**Work task**
Restate word for word the lines of the entries below, starting with the line that holds "let stdin = io::stdin();" and ending with the line that holds "pub use evaluator::evaluate;", and no others.

........

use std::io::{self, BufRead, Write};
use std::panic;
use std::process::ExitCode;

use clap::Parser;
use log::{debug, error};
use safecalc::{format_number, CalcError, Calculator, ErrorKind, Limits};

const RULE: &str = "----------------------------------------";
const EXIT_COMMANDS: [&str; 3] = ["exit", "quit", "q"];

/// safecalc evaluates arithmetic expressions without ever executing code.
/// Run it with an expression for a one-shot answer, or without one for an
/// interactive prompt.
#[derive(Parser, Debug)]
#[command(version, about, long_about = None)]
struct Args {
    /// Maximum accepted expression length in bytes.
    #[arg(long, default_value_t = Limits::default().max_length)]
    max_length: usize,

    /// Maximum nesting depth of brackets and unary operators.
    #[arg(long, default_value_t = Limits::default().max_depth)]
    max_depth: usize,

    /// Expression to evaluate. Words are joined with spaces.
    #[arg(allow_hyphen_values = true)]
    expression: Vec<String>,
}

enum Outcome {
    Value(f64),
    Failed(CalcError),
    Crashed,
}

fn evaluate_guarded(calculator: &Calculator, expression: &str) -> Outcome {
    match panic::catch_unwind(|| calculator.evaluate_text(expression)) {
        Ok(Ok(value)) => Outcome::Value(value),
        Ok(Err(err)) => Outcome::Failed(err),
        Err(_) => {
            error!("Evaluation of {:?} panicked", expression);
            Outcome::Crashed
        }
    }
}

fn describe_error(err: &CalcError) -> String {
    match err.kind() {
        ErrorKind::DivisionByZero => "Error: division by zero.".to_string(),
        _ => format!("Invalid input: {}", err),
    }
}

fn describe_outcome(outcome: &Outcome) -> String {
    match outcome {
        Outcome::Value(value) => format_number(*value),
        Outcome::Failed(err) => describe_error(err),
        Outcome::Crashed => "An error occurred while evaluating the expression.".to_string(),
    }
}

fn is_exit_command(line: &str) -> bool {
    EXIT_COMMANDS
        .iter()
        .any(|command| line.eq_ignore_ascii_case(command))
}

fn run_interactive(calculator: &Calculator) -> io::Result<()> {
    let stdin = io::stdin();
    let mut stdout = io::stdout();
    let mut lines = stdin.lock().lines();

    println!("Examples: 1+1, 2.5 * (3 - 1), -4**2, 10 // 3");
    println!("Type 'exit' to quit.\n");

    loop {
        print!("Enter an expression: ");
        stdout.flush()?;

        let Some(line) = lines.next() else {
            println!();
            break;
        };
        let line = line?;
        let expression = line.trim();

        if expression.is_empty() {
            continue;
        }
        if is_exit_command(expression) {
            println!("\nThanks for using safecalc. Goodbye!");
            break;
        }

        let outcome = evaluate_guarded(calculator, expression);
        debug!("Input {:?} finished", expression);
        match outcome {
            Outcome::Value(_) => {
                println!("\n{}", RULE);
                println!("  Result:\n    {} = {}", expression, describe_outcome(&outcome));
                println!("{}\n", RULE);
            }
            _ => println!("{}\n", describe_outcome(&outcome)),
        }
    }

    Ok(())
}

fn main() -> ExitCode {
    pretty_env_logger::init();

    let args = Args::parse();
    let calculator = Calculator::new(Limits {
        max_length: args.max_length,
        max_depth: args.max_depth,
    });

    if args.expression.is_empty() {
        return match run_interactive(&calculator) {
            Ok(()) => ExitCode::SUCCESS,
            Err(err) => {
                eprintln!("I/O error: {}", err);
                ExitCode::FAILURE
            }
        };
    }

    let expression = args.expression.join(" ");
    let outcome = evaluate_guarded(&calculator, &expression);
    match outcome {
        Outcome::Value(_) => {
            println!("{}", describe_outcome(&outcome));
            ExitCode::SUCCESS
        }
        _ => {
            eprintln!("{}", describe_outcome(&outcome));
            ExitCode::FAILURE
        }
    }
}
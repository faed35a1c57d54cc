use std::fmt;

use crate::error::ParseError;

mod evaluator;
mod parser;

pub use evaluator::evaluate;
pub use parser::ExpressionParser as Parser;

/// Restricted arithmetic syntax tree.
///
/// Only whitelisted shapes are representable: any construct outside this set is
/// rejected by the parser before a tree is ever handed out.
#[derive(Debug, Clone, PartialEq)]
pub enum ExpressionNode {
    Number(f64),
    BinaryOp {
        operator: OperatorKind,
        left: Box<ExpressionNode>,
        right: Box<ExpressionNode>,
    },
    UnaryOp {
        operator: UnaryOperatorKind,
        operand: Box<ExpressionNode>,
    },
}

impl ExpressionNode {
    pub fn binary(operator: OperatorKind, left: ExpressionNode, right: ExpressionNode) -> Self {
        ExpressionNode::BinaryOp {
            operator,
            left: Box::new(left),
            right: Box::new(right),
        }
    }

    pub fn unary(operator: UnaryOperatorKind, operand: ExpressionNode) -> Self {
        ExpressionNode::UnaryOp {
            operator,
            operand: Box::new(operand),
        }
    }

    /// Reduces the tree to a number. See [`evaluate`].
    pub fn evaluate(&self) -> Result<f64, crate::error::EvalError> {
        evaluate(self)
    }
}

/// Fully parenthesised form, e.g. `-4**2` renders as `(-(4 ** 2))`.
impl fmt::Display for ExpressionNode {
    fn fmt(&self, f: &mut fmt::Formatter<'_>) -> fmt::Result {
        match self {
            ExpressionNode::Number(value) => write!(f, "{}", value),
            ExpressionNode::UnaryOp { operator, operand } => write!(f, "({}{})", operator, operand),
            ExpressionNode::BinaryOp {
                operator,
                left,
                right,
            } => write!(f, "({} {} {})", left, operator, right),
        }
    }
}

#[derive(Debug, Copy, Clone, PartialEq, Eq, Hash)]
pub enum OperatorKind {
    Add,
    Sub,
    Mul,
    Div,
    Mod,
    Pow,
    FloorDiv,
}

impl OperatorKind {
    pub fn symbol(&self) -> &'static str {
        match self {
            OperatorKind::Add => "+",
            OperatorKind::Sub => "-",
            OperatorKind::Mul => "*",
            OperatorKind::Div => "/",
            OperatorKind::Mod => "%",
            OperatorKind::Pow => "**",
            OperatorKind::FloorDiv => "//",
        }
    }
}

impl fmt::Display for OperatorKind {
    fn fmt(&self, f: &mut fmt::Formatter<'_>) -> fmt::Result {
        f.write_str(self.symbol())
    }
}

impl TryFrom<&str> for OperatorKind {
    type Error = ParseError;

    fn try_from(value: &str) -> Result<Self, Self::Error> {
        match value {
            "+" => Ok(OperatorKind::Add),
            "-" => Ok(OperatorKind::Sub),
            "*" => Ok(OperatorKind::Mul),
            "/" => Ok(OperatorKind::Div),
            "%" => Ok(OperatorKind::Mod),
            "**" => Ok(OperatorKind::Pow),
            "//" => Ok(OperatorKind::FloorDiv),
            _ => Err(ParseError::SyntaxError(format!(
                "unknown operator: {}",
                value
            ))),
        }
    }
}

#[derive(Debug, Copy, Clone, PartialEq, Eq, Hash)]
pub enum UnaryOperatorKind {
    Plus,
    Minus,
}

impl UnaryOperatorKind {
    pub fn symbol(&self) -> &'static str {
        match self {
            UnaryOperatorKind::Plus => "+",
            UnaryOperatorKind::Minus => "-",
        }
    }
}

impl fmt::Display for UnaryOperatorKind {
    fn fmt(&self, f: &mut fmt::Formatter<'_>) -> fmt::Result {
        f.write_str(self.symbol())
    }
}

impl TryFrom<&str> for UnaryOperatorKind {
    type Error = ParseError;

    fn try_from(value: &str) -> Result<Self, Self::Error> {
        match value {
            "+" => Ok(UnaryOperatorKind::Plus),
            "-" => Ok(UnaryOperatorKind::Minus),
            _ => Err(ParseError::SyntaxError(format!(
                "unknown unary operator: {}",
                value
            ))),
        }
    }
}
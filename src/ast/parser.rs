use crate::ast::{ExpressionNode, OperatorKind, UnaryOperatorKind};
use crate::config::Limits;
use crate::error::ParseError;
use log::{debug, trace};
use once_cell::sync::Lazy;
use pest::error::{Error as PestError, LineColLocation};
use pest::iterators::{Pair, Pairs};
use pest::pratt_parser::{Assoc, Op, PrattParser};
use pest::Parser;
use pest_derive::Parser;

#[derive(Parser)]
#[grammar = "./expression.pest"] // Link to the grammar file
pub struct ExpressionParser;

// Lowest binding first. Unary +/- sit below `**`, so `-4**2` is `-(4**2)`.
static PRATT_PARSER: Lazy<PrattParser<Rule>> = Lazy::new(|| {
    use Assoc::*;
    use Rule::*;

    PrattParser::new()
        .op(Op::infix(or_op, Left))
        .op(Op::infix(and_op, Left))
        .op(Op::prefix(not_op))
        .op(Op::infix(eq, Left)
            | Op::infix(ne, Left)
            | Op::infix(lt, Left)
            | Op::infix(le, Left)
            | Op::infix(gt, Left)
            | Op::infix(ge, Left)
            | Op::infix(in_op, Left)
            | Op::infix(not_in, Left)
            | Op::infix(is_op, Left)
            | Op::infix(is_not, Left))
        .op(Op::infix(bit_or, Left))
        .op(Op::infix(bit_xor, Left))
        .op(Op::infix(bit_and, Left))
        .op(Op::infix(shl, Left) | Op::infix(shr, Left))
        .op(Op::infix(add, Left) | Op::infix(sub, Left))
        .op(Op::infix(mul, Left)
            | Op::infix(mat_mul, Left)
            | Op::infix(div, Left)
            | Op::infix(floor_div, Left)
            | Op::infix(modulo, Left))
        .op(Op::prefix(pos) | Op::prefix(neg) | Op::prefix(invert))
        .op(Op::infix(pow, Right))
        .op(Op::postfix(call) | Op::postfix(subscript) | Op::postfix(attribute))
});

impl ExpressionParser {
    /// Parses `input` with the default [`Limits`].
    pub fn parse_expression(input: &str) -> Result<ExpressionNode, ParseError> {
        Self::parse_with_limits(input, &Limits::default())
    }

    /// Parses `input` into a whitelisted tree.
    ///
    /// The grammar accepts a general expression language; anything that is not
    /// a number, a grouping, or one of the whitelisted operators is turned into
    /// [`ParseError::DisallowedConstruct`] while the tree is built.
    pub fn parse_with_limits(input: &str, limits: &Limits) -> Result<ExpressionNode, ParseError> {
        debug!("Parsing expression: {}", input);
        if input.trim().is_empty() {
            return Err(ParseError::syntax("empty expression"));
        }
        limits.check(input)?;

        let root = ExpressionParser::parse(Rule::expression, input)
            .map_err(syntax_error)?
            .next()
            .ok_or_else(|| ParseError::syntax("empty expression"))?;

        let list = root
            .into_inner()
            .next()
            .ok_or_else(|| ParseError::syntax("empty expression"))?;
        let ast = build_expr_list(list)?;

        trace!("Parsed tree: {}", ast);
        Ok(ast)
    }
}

........

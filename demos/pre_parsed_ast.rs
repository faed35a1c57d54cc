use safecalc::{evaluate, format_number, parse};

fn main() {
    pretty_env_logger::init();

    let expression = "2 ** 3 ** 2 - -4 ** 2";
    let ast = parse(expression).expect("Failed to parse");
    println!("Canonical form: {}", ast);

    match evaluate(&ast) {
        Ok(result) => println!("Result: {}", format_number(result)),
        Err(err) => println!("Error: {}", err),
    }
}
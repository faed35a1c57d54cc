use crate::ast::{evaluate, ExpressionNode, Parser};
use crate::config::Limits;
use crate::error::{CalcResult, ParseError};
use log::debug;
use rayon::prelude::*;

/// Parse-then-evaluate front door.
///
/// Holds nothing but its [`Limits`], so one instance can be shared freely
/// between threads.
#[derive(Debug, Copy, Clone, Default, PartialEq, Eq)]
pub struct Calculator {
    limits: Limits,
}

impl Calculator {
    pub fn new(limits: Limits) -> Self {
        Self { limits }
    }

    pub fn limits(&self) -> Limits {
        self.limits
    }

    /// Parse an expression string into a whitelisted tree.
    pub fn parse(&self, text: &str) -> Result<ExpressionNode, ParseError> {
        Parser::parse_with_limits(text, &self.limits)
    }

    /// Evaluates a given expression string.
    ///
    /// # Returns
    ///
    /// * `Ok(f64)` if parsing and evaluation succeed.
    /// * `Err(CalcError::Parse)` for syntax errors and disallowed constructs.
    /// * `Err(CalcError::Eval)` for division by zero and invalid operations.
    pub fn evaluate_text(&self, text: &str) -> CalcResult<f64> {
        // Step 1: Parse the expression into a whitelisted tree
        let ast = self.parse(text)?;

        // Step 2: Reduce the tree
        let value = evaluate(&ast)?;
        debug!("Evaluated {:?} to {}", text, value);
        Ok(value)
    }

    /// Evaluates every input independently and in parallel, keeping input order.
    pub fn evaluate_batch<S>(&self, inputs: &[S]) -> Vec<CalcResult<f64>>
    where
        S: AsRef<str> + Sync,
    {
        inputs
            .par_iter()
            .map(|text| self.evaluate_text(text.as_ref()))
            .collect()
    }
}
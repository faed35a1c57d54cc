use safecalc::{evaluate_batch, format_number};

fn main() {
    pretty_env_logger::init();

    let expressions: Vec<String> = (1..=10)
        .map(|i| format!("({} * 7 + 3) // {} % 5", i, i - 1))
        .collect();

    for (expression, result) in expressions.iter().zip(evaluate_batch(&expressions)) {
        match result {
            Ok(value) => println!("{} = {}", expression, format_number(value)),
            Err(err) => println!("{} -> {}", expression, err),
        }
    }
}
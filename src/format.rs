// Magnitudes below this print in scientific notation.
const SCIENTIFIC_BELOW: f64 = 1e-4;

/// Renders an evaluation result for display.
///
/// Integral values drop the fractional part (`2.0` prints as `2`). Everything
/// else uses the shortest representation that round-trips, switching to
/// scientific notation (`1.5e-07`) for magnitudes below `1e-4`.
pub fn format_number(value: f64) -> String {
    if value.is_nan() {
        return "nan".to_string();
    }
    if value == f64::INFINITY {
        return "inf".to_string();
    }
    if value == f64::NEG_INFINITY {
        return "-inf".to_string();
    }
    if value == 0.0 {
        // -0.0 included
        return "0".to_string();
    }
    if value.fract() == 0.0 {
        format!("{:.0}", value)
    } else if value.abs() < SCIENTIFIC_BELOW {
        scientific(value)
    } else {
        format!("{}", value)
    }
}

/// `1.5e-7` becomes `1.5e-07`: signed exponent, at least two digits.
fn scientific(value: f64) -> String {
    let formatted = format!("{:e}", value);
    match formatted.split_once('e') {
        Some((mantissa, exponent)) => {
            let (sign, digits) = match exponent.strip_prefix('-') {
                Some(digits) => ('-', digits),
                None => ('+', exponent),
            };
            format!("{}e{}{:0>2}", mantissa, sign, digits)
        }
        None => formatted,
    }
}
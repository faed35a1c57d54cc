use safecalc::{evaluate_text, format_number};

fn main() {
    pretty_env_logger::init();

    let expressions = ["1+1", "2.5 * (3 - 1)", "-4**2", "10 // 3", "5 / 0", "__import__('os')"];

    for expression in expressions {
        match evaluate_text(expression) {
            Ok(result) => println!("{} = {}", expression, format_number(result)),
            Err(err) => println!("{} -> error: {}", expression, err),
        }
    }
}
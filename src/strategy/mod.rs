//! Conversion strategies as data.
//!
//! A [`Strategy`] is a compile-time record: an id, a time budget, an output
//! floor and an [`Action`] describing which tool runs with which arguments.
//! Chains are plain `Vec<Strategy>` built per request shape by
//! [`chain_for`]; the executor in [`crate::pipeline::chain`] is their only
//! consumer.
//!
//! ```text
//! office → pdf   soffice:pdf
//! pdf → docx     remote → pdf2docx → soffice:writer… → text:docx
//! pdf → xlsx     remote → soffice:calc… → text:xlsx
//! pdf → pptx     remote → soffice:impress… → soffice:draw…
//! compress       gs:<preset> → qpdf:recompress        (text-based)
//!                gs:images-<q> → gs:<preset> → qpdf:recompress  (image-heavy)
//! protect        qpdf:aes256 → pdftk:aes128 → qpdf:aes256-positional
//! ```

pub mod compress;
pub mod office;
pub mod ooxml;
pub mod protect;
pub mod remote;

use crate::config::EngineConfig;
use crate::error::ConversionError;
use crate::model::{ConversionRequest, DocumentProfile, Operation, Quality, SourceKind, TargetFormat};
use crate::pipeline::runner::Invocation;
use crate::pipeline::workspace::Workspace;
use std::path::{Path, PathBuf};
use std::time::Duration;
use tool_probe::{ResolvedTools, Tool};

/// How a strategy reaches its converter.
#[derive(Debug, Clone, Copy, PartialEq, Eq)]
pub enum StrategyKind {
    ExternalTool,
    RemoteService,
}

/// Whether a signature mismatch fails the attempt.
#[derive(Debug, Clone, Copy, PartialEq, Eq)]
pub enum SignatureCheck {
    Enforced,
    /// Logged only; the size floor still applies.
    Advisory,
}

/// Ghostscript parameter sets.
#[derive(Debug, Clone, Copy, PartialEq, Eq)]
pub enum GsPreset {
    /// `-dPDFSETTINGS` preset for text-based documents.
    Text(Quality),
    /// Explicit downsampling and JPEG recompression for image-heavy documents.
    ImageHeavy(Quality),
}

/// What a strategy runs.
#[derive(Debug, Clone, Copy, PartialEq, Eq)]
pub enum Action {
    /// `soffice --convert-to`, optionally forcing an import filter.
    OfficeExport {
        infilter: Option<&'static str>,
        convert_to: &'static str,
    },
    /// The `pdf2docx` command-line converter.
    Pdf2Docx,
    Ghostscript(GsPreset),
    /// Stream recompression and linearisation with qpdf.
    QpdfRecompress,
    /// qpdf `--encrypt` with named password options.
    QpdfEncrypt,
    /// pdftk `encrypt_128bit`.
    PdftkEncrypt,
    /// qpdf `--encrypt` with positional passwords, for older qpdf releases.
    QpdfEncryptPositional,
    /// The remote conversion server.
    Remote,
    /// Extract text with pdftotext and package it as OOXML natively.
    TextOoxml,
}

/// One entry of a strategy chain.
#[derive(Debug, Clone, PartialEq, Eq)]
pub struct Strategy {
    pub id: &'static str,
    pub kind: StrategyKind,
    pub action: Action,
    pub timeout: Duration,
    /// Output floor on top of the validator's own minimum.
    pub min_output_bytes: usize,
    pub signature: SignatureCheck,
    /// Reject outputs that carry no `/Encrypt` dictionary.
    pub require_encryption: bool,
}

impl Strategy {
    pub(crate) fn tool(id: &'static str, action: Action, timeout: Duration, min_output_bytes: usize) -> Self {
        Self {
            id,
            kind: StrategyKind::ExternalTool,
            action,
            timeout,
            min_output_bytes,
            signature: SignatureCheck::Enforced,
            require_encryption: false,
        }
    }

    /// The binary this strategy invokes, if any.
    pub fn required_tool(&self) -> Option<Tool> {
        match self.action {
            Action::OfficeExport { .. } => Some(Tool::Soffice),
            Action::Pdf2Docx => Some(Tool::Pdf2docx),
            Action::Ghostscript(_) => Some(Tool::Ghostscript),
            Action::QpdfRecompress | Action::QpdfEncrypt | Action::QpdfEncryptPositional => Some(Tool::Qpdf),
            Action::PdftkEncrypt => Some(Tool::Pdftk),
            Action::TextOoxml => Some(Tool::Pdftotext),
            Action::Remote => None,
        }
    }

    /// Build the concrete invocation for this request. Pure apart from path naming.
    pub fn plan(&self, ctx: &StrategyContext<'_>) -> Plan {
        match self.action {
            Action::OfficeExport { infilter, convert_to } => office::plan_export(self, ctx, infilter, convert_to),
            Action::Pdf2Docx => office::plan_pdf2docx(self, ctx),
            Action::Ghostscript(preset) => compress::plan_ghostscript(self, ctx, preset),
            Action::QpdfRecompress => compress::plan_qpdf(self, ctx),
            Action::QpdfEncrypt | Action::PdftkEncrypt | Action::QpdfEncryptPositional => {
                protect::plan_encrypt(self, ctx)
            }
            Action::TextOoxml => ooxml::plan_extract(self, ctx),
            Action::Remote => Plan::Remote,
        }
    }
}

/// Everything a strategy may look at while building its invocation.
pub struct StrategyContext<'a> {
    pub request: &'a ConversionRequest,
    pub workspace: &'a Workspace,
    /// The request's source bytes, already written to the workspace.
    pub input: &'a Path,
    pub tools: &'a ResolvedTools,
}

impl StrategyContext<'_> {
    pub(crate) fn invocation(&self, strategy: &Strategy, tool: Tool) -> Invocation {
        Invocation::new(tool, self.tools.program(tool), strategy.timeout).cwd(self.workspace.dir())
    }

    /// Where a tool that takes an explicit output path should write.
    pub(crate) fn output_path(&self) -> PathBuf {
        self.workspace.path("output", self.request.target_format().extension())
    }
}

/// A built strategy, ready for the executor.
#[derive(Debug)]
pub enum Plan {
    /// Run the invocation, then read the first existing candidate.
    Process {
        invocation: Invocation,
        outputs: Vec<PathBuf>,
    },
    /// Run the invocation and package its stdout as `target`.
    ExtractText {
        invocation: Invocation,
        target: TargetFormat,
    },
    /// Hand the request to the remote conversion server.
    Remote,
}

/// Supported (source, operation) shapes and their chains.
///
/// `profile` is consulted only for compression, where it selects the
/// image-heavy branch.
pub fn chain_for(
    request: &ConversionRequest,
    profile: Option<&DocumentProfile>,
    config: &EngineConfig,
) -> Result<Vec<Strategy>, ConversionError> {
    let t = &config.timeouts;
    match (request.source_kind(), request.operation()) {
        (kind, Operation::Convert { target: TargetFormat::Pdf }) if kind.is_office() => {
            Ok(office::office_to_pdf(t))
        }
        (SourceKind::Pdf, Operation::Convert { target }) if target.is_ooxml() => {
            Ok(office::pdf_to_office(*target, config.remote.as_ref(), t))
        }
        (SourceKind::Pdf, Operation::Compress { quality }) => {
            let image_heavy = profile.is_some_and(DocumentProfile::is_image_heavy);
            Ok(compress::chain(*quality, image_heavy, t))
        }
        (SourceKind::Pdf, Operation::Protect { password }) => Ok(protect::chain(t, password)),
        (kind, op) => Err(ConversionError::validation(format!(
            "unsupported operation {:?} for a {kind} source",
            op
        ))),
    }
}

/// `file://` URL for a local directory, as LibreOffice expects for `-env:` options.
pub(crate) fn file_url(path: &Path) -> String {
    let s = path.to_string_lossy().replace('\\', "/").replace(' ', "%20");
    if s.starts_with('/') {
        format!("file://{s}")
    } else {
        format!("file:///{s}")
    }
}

........

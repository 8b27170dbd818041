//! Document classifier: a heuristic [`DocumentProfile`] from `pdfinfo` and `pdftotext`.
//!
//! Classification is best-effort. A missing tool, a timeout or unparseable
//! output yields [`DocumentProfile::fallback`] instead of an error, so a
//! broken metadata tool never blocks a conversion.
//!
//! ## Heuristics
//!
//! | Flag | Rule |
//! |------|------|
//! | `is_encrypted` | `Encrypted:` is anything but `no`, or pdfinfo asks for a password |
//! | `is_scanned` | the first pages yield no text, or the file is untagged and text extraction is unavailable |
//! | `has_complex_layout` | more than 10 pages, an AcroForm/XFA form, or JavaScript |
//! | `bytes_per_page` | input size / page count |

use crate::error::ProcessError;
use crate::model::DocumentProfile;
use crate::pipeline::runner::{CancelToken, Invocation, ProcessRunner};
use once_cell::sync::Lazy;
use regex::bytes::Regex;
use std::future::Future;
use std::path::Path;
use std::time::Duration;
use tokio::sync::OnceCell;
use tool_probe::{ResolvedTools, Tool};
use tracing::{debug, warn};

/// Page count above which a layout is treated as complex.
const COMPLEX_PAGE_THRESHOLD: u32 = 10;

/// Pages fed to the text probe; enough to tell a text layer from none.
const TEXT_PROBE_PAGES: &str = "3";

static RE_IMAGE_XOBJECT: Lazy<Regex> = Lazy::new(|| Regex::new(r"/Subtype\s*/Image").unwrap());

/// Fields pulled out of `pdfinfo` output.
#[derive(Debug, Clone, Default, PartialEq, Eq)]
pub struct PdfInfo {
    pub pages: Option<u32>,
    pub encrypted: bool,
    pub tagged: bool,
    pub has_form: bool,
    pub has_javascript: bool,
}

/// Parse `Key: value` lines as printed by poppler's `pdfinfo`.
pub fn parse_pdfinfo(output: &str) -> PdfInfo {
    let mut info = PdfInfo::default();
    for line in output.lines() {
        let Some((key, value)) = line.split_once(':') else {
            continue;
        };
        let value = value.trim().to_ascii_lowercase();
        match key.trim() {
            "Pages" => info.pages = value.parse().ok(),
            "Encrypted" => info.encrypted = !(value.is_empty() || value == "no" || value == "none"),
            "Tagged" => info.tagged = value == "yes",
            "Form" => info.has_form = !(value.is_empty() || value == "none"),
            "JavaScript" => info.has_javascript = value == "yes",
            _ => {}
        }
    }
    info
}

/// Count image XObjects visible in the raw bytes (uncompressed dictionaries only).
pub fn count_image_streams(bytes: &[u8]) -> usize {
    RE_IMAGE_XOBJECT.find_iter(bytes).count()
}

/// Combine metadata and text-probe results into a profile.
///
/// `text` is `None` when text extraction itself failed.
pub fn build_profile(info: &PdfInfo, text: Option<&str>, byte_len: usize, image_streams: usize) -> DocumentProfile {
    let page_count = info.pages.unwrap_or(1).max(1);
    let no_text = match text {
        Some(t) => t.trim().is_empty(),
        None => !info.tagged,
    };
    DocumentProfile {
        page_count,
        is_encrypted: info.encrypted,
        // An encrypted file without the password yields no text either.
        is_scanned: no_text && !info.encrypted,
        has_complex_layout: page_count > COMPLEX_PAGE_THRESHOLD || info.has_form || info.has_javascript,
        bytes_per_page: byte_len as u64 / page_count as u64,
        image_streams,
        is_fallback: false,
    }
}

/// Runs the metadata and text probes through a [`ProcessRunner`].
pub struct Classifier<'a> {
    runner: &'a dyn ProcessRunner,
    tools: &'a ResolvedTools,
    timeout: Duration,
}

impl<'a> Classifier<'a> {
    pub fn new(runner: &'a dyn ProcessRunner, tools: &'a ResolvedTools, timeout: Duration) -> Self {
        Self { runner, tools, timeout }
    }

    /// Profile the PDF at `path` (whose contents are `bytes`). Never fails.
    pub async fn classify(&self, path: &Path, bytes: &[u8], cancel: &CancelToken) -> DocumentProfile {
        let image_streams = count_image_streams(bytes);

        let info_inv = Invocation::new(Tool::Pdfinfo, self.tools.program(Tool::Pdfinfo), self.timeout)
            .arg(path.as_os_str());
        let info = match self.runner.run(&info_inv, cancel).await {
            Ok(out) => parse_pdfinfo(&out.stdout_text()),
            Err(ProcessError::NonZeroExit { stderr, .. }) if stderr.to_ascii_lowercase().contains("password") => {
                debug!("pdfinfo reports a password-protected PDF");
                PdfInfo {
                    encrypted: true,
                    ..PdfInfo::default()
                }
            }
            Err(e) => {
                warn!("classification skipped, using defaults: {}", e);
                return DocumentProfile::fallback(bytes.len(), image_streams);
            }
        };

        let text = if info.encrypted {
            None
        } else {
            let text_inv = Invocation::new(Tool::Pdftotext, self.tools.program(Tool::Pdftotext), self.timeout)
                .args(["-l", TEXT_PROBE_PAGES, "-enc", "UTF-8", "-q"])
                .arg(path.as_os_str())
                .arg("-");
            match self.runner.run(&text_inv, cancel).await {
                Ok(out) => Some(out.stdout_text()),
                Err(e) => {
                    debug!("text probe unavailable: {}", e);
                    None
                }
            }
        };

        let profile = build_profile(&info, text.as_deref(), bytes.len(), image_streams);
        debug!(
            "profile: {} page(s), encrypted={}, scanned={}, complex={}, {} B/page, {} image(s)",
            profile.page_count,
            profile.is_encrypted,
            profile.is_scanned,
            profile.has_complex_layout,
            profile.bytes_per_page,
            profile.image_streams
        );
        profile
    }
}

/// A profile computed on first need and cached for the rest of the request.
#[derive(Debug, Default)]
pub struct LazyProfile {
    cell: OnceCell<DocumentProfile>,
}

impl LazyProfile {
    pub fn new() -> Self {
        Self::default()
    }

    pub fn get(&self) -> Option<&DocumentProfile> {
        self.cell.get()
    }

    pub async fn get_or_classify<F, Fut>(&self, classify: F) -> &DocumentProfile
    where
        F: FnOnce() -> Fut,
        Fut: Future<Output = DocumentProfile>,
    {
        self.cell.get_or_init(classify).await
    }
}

........

**Task answer**
    let stdin = io::stdin();
    let mut stdout = io::stdout();
    let mut lines = stdin.lock().lines();

    println!("Examples: 1+1, 2.5 * (3 - 1), -4**2, 10 // 3");
    println!("Type 'exit' to quit.\n");

    loop {
        print!("Enter an expression: ");
        stdout.flush()?;

        let Some(line) = lines.next() else {
            println!();
            break;
        };
        let line = line?;
        let expression = line.trim();

        if expression.is_empty() {
            continue;
        }
        if is_exit_command(expression) {
            println!("\nThanks for using safecalc. Goodbye!");
            break;
        }

        let outcome = evaluate_guarded(calculator, expression);
        debug!("Input {:?} finished", expression);
        match outcome {
            Outcome::Value(_) => {
                println!("\n{}", RULE);
                println!("  Result:\n    {} = {}", expression, describe_outcome(&outcome));
                println!("{}\n", RULE);
            }
            _ => println!("{}\n", describe_outcome(&outcome)),
        }
    }

    Ok(())
}

fn main() -> ExitCode {
    pretty_env_logger::init();

    let args = Args::parse();
    let calculator = Calculator::new(Limits {
        max_length: args.max_length,
        max_depth: args.max_depth,
    });

    if args.expression.is_empty() {
        return match run_interactive(&calculator) {
            Ok(()) => ExitCode::SUCCESS,
            Err(err) => {
                eprintln!("I/O error: {}", err);
                ExitCode::FAILURE
            }
        };
    }

    let expression = args.expression.join(" ");
    let outcome = evaluate_guarded(&calculator, &expression);
    match outcome {
        Outcome::Value(_) => {
            println!("{}", describe_outcome(&outcome));
            ExitCode::SUCCESS
        }
        _ => {
            eprintln!("{}", describe_outcome(&outcome));
            ExitCode::FAILURE
        }
    }
}
repository faed35a1c57d54cc
use std::fmt;

use crate::error::ParseError;

mod evaluator;
mod parser;

pub use evaluator::evaluate;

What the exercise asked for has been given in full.